___ Material for this exercise ___

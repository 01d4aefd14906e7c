//! Worker configuration.

use std::net::SocketAddr;
use std::path::PathBuf;

use anaface_vision::model_config::{DEFAULT_INPUT_NAME, DEFAULT_INTRA_THREADS};
use anaface_vision::retinaface::{DEFAULT_NMS_THRESHOLD, DEFAULT_SCORE_THRESHOLD};
use anaface_vision::{ExecutionTarget, ModelConfig, Thresholds, DEFAULT_SURFACE_SIZE};
use tracing::warn;

/// Worker configuration.
#[derive(Debug, Clone)]
pub struct WorkerConfig {
    /// Explicit model file; the standard locations are searched when unset
    pub model_path: Option<PathBuf>,
    /// Input tensor name
    pub input_name: String,
    /// Side of the square surface allocated for a bare `init`
    pub surface_size: u32,
    /// Detector score threshold
    pub score_threshold: f32,
    /// Detector overlap threshold
    pub nms_threshold: f32,
    /// Inference intra-op threads
    pub intra_threads: usize,
    /// Execution providers in priority order, CPU last
    pub providers: Vec<ExecutionTarget>,
    /// Capacity of the command and reply channels
    pub queue_capacity: usize,
    /// Prometheus listener, if any
    pub metrics_addr: Option<SocketAddr>,
}

impl Default for WorkerConfig {
    fn default() -> Self {
        Self {
            model_path: None,
            input_name: DEFAULT_INPUT_NAME.to_string(),
            surface_size: DEFAULT_SURFACE_SIZE,
            score_threshold: DEFAULT_SCORE_THRESHOLD,
            nms_threshold: DEFAULT_NMS_THRESHOLD,
            intra_threads: DEFAULT_INTRA_THREADS,
            providers: ExecutionTarget::DEFAULT_PRIORITY.to_vec(),
            queue_capacity: 32,
            metrics_addr: None,
        }
    }
}

impl WorkerConfig {
    /// Create config from environment variables.
    pub fn from_env() -> Self {
        let defaults = Self::default();
        Self {
            model_path: std::env::var("ANAFACE_MODEL_PATH")
                .ok()
                .filter(|s| !s.trim().is_empty())
                .map(PathBuf::from),
            input_name: std::env::var("ANAFACE_INPUT_NAME").unwrap_or(defaults.input_name),
            surface_size: std::env::var("ANAFACE_SURFACE_SIZE")
                .ok()
                .and_then(|s| s.parse().ok())
                .filter(|&s: &u32| s > 0)
                .unwrap_or(defaults.surface_size),
            score_threshold: std::env::var("ANAFACE_SCORE_THRESHOLD")
                .ok()
                .and_then(|s| s.parse().ok())
                .unwrap_or(defaults.score_threshold),
            nms_threshold: std::env::var("ANAFACE_NMS_THRESHOLD")
                .ok()
                .and_then(|s| s.parse().ok())
                .unwrap_or(defaults.nms_threshold),
            intra_threads: std::env::var("ANAFACE_INTRA_THREADS")
                .ok()
                .and_then(|s| s.parse().ok())
                .unwrap_or(defaults.intra_threads),
            providers: std::env::var("ANAFACE_EXECUTION_PROVIDERS")
                .ok()
                .and_then(|s| match ExecutionTarget::parse_list(&s) {
                    Ok(list) => Some(list),
                    Err(e) => {
                        warn!("Ignoring ANAFACE_EXECUTION_PROVIDERS: {}", e);
                        None
                    }
                })
                .unwrap_or(defaults.providers),
            queue_capacity: std::env::var("ANAFACE_QUEUE_CAPACITY")
                .ok()
                .and_then(|s| s.parse().ok())
                .filter(|&c: &usize| c > 0)
                .unwrap_or(defaults.queue_capacity),
            metrics_addr: std::env::var("ANAFACE_METRICS_ADDR")
                .ok()
                .and_then(|s| s.parse().ok()),
        }
    }

    /// Model options derived from this config.
    pub fn model_config(&self) -> ModelConfig {
        ModelConfig {
            model_path: self.model_path.clone(),
            input_name: self.input_name.clone(),
            intra_threads: self.intra_threads,
            providers: self.providers.clone(),
            ..ModelConfig::default()
        }
    }

    pub fn thresholds(&self) -> Thresholds {
        Thresholds {
            score: self.score_threshold,
            nms: self.nms_threshold,
        }
    }
}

___

- [Exercise directions] Return the data exactly. Include every record.

- [Problem solution]
repository 01d4aefd14906e7c
//! Worker configuration.

use std::net::SocketAddr;
use std::path::PathBuf;

use anaface_vision::model_config::{DEFAULT_INPUT_NAME, DEFAULT_INTRA_THREADS};
use anaface_vision::retinaface::{DEFAULT_NMS_THRESHOLD, DEFAULT_SCORE_THRESHOLD};
use anaface_vision::{ExecutionTarget, ModelConfig, Thresholds, DEFAULT_SURFACE_SIZE};
use tracing::warn;

/// Worker configuration.
#[derive(Debug, Clone)]
pub struct WorkerConfig {
    /// Explicit model file; the standard locations are searched when unset
    pub model_path: Option<PathBuf>,
    /// Input tensor name
    pub input_name: String,
    /// Side of the square surface allocated for a bare `init`
    pub surface_size: u32,
    /// Detector score threshold
    pub score_threshold: f32,
    /// Detector overlap threshold
    pub nms_threshold: f32,
    /// Inference intra-op threads
    pub intra_threads: usize,
    /// Execution providers in priority order, CPU last
    pub providers: Vec<ExecutionTarget>,
    /// Capacity of the command and reply channels
    pub queue_capacity: usize,
    /// Prometheus listener, if any
    pub metrics_addr: Option<SocketAddr>,
}

impl Default for WorkerConfig {
    fn default() -> Self {
        Self {
            model_path: None,
            input_name: DEFAULT_INPUT_NAME.to_string(),
            surface_size: DEFAULT_SURFACE_SIZE,
            score_threshold: DEFAULT_SCORE_THRESHOLD,
            nms_threshold: DEFAULT_NMS_THRESHOLD,
            intra_threads: DEFAULT_INTRA_THREADS,
            providers: ExecutionTarget::DEFAULT_PRIORITY.to_vec(),
            queue_capacity: 32,
            metrics_addr: None,
        }
    }
}

impl WorkerConfig {
    /// Create config from environment variables.
    pub fn from_env() -> Self {
        let defaults = Self::default();
        Self {
            model_path: std::env::var("ANAFACE_MODEL_PATH")
                .ok()
                .filter(|s| !s.trim().is_empty())
                .map(PathBuf::from),
            input_name: std::env::var("ANAFACE_INPUT_NAME").unwrap_or(defaults.input_name),
            surface_size: std::env::var("ANAFACE_SURFACE_SIZE")
                .ok()
                .and_then(|s| s.parse().ok())
                .filter(|&s: &u32| s > 0)
                .unwrap_or(defaults.surface_size),
            score_threshold: std::env::var("ANAFACE_SCORE_THRESHOLD")
                .ok()
                .and_then(|s| s.parse().ok())
                .unwrap_or(defaults.score_threshold),
            nms_threshold: std::env::var("ANAFACE_NMS_THRESHOLD")
                .ok()
                .and_then(|s| s.parse().ok())
                .unwrap_or(defaults.nms_threshold),
            intra_threads: std::env::var("ANAFACE_INTRA_THREADS")
                .ok()
                .and_then(|s| s.parse().ok())
                .unwrap_or(defaults.intra_threads),
            providers: std::env::var("ANAFACE_EXECUTION_PROVIDERS")
                .ok()
                .and_then(|s| match ExecutionTarget::parse_list(&s) {
                    Ok(list) => Some(list),
                    Err(e) => {
                        warn!("Ignoring ANAFACE_EXECUTION_PROVIDERS: {}", e);
                        None
                    }
                })
                .unwrap_or(defaults.providers),
            queue_capacity: std::env::var("ANAFACE_QUEUE_CAPACITY")
                .ok()
                .and_then(|s| s.parse().ok())
                .filter(|&c: &usize| c > 0)
                .unwrap_or(defaults.queue_capacity),
            metrics_addr: std::env::var("ANAFACE_METRICS_ADDR")
                .ok()
                .and_then(|s| s.parse().ok()),
        }
    }

    /// Model options derived from this config.
    pub fn model_config(&self) -> ModelConfig {
        ModelConfig {
            model_path: self.model_path.clone(),
            input_name: self.input_name.clone(),
            intra_threads: self.intra_threads,
            providers: self.providers.clone(),
            ..ModelConfig::default()
        }
    }

    pub fn thresholds(&self) -> Thresholds {
        Thresholds {
            score: self.score_threshold,
            nms: self.nms_threshold,
        }
    }
}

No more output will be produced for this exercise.